(TO DO): Look through the listing below and write out exactly the lines from the line with "table after normalization." to the line with "use crate::models::mount::MountRecord;", both included, and no others.

(DATA SHOWN):
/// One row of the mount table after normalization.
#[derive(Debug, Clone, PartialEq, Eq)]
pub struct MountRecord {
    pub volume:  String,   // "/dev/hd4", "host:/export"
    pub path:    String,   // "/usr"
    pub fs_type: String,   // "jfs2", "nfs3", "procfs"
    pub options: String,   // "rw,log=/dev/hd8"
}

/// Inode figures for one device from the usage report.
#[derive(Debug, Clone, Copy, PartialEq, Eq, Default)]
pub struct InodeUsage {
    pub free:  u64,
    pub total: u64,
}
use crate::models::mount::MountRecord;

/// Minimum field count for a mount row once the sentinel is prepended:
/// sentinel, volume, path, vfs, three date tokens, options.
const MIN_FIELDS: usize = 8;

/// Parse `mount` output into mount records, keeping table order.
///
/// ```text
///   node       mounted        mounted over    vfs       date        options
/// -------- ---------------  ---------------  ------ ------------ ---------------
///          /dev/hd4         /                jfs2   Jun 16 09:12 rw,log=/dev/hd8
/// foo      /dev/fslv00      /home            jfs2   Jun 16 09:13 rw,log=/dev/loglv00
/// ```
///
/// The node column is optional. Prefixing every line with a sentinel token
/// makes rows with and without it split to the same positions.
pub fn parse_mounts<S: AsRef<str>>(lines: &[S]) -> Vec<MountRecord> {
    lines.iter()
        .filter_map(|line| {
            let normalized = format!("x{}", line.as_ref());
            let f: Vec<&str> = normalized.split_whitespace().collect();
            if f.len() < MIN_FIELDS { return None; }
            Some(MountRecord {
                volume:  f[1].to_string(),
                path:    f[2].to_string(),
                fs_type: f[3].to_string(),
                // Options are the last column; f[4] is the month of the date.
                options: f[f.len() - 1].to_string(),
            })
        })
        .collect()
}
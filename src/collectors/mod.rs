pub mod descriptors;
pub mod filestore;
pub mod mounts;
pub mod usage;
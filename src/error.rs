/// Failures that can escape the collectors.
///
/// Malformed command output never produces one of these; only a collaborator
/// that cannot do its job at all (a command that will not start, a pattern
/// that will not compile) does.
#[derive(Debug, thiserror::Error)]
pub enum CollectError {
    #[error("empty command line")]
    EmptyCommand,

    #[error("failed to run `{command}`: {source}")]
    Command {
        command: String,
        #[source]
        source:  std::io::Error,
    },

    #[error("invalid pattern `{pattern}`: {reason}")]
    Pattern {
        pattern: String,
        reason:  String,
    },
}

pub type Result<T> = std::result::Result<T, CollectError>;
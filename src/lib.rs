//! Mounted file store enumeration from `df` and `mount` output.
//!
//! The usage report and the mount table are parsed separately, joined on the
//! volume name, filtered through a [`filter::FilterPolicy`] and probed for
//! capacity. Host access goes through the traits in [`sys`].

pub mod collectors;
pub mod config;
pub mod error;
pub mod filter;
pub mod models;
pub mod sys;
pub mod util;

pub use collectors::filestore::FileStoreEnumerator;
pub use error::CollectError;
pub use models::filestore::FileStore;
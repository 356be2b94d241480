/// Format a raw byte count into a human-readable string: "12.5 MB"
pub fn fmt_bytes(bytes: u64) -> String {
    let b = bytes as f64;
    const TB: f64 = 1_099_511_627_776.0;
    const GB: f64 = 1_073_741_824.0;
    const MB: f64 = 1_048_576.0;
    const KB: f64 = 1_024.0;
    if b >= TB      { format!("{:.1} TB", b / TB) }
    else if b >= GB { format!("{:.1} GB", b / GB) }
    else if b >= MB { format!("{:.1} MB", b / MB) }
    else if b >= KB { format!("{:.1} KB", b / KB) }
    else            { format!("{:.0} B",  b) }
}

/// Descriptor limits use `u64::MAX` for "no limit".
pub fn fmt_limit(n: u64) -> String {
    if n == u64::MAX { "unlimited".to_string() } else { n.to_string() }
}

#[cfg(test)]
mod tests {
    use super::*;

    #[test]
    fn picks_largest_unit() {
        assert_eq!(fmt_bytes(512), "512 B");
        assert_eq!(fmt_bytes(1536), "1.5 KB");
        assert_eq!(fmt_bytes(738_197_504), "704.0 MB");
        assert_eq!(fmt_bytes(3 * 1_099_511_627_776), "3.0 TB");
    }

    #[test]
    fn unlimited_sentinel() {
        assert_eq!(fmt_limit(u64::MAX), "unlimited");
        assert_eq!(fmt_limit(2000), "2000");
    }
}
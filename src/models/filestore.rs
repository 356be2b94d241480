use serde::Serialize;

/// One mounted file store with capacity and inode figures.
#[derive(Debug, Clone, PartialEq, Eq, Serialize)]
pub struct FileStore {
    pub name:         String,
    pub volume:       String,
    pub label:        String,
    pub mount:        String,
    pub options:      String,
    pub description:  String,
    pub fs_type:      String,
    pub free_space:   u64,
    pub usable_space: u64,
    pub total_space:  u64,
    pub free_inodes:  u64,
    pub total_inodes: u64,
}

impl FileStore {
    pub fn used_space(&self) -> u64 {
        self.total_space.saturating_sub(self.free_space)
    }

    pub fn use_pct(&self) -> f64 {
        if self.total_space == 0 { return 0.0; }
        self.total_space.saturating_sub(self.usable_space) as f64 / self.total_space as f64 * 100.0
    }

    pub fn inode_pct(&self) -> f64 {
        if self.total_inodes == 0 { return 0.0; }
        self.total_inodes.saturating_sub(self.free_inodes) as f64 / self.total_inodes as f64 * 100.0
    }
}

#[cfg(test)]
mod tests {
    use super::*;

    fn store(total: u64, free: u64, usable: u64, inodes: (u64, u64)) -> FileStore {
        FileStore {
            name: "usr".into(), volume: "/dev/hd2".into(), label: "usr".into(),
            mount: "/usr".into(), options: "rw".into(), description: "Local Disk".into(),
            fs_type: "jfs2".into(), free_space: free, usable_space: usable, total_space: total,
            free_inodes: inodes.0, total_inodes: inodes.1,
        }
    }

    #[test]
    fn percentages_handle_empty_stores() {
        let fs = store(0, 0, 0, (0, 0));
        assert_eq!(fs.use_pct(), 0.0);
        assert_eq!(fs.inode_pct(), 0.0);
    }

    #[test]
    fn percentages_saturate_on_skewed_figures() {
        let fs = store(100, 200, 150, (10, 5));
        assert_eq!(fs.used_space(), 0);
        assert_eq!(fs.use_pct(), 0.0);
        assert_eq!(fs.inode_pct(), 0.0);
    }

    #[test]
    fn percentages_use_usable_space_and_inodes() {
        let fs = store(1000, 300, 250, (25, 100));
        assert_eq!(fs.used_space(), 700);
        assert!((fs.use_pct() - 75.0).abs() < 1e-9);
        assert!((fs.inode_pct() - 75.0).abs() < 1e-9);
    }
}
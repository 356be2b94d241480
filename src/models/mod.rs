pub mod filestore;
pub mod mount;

* * *

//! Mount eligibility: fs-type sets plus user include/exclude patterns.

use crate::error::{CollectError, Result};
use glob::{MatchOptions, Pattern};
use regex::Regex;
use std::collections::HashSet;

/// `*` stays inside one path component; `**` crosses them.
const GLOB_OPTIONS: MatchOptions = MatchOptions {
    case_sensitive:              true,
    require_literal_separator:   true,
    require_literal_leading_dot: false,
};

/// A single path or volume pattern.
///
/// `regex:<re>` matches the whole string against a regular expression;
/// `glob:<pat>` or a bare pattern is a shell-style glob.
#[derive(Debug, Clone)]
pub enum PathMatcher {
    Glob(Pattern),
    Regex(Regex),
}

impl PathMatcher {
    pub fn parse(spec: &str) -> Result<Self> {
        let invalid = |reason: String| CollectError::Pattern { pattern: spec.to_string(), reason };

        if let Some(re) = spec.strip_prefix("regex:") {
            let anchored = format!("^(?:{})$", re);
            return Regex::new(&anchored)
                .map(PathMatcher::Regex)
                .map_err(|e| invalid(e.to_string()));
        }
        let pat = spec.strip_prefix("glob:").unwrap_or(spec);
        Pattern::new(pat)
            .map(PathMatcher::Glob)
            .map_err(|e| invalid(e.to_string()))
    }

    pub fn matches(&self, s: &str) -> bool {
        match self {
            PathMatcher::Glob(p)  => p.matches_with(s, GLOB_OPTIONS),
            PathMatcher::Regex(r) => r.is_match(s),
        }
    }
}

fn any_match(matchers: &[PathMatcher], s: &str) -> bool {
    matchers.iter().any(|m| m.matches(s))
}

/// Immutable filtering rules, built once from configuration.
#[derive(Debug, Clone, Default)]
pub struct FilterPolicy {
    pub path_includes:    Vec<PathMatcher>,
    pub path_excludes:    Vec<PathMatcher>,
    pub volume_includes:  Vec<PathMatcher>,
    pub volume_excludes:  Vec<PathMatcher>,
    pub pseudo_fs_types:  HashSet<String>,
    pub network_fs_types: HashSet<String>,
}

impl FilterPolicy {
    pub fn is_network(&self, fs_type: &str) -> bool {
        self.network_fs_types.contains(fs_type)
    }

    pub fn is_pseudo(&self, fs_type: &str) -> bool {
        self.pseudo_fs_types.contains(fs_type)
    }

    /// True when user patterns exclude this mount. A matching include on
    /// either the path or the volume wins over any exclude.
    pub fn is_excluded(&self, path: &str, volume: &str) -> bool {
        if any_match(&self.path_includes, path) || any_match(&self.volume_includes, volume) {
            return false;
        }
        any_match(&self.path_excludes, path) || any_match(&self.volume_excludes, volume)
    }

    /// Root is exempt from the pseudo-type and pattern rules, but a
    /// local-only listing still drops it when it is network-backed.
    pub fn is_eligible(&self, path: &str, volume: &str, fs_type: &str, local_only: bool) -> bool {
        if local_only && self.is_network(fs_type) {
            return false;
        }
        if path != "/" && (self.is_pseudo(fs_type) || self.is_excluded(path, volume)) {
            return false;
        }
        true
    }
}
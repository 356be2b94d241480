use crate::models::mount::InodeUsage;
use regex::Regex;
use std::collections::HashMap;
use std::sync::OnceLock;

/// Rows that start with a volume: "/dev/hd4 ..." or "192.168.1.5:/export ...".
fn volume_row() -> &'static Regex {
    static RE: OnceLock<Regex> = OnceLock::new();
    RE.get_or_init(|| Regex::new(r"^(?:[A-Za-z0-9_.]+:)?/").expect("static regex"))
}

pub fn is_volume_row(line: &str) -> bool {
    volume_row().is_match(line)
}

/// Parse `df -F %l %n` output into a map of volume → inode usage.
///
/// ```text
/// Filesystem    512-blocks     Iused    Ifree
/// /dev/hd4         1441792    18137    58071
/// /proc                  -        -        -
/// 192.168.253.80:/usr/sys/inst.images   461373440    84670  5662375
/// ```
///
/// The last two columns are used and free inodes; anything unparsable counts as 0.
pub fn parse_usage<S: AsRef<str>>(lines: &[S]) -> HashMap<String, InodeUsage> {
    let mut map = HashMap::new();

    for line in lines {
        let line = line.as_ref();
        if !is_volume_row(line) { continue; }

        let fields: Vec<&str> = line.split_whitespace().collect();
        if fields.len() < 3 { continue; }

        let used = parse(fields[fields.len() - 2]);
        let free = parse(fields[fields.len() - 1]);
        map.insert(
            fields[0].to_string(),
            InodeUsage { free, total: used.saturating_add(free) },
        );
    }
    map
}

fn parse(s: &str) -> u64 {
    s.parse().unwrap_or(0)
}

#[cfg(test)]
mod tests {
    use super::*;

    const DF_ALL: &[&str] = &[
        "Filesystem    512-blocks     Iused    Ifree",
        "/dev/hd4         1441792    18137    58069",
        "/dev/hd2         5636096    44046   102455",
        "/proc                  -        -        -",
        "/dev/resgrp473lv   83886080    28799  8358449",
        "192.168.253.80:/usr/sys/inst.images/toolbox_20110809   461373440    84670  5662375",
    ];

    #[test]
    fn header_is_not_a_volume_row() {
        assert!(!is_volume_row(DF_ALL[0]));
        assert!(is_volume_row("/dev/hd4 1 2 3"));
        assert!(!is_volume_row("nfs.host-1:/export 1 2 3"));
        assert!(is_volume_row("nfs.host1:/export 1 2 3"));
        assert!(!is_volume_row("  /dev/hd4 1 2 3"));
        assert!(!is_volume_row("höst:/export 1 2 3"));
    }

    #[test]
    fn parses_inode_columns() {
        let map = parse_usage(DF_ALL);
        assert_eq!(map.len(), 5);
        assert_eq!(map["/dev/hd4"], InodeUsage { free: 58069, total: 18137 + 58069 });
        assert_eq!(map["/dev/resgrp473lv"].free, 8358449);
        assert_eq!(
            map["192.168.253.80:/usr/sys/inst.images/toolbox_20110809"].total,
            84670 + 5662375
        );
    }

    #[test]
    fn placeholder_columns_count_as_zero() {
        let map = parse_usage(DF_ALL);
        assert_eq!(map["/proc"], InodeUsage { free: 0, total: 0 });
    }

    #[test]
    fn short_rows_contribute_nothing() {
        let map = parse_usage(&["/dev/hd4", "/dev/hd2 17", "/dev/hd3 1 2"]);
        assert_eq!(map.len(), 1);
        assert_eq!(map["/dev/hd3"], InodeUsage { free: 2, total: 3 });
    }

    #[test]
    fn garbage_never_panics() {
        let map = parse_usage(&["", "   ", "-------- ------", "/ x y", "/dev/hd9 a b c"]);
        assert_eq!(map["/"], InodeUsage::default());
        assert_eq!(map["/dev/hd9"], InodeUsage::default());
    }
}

(PROBLEM SOLUTION):
/// One row of the mount table after normalization.
#[derive(Debug, Clone, PartialEq, Eq)]
pub struct MountRecord {
    pub volume:  String,   // "/dev/hd4", "host:/export"
    pub path:    String,   // "/usr"
    pub fs_type: String,   // "jfs2", "nfs3", "procfs"
    pub options: String,   // "rw,log=/dev/hd8"
}

/// Inode figures for one device from the usage report.
#[derive(Debug, Clone, Copy, PartialEq, Eq, Default)]
pub struct InodeUsage {
    pub free:  u64,
    pub total: u64,
}
use crate::models::mount::MountRecord;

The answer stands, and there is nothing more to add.